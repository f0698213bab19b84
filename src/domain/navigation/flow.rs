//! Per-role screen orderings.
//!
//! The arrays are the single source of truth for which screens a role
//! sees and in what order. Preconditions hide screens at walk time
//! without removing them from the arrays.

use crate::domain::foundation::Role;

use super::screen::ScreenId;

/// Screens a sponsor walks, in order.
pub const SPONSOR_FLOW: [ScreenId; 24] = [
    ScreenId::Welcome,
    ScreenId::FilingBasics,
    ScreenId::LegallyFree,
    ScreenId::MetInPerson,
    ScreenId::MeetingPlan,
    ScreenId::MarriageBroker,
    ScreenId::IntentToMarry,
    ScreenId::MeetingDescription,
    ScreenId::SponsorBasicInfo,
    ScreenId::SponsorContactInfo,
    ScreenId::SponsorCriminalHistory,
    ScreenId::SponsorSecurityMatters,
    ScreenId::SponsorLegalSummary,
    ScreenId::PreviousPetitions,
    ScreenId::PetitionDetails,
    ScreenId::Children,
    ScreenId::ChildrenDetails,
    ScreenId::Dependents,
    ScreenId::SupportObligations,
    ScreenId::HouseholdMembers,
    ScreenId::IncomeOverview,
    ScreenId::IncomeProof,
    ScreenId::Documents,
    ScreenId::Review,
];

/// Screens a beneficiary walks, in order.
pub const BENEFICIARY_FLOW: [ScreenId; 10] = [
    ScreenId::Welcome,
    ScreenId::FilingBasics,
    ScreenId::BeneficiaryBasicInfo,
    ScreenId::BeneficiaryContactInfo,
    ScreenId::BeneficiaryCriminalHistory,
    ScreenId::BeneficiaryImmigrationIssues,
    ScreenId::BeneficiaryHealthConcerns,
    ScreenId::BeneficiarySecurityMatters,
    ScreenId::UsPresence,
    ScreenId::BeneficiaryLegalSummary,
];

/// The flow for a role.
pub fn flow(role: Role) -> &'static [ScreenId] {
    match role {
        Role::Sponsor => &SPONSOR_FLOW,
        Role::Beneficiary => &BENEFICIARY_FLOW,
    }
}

---

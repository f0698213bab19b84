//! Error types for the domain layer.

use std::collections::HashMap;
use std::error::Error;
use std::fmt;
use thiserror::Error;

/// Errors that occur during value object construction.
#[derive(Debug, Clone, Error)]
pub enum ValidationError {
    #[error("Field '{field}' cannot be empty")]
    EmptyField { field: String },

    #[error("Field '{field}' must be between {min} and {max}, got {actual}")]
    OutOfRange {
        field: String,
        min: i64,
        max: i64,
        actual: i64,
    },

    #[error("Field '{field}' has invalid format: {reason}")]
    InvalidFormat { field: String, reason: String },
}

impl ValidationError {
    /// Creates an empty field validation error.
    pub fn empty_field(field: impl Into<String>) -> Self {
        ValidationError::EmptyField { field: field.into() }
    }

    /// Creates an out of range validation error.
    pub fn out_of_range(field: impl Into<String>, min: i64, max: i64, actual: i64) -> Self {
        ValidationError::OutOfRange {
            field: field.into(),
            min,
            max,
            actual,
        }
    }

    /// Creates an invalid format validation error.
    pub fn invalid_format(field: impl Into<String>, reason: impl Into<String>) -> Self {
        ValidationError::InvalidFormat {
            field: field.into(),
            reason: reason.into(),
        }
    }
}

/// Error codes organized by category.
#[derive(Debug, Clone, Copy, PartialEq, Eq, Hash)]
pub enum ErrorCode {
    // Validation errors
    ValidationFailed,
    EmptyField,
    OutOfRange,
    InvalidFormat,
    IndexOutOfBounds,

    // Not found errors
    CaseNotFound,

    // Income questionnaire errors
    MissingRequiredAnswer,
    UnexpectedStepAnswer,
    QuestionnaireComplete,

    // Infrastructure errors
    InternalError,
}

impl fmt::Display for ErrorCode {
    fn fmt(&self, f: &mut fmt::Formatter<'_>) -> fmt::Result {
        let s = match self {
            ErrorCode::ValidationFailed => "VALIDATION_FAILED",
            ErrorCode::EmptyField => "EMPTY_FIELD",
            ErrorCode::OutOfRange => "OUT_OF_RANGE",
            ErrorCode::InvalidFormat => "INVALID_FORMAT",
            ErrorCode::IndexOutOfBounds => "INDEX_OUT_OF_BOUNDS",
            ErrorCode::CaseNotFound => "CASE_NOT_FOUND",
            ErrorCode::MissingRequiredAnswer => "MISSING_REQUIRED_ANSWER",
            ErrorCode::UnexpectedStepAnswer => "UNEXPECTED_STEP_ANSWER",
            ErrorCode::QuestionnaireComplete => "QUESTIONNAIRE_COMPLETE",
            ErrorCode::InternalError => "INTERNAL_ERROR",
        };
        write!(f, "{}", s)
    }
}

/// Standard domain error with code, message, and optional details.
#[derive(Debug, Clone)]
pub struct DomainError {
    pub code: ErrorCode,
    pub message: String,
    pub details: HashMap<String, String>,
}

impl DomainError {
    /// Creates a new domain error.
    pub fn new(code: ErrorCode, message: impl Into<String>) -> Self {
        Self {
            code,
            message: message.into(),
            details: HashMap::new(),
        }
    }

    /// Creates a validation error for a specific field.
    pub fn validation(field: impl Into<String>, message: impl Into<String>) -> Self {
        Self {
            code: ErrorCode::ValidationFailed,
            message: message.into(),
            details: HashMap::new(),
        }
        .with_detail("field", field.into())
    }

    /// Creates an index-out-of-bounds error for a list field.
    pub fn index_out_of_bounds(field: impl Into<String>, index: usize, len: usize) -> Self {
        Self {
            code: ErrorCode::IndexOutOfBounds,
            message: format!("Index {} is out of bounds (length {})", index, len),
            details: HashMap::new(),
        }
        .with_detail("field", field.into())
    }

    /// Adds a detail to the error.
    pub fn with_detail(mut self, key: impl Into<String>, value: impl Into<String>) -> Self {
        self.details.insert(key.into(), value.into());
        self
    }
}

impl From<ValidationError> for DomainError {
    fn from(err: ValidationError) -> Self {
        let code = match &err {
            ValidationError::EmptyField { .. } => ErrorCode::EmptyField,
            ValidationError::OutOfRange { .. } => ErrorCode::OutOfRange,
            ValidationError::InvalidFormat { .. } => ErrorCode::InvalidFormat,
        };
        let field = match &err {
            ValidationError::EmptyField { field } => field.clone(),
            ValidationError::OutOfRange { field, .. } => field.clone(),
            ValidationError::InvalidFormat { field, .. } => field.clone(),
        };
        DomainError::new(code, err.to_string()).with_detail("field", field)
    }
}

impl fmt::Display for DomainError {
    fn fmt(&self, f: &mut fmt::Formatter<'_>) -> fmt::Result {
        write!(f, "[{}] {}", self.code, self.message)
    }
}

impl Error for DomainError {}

- _What you are asked to do_
I'd like every line with the string "QuestionnaireComplete" copied from the listing.

- _Output of the exercise_
    QuestionnaireComplete,
            ErrorCode::QuestionnaireComplete => "QUESTIONNAIRE_COMPLETE",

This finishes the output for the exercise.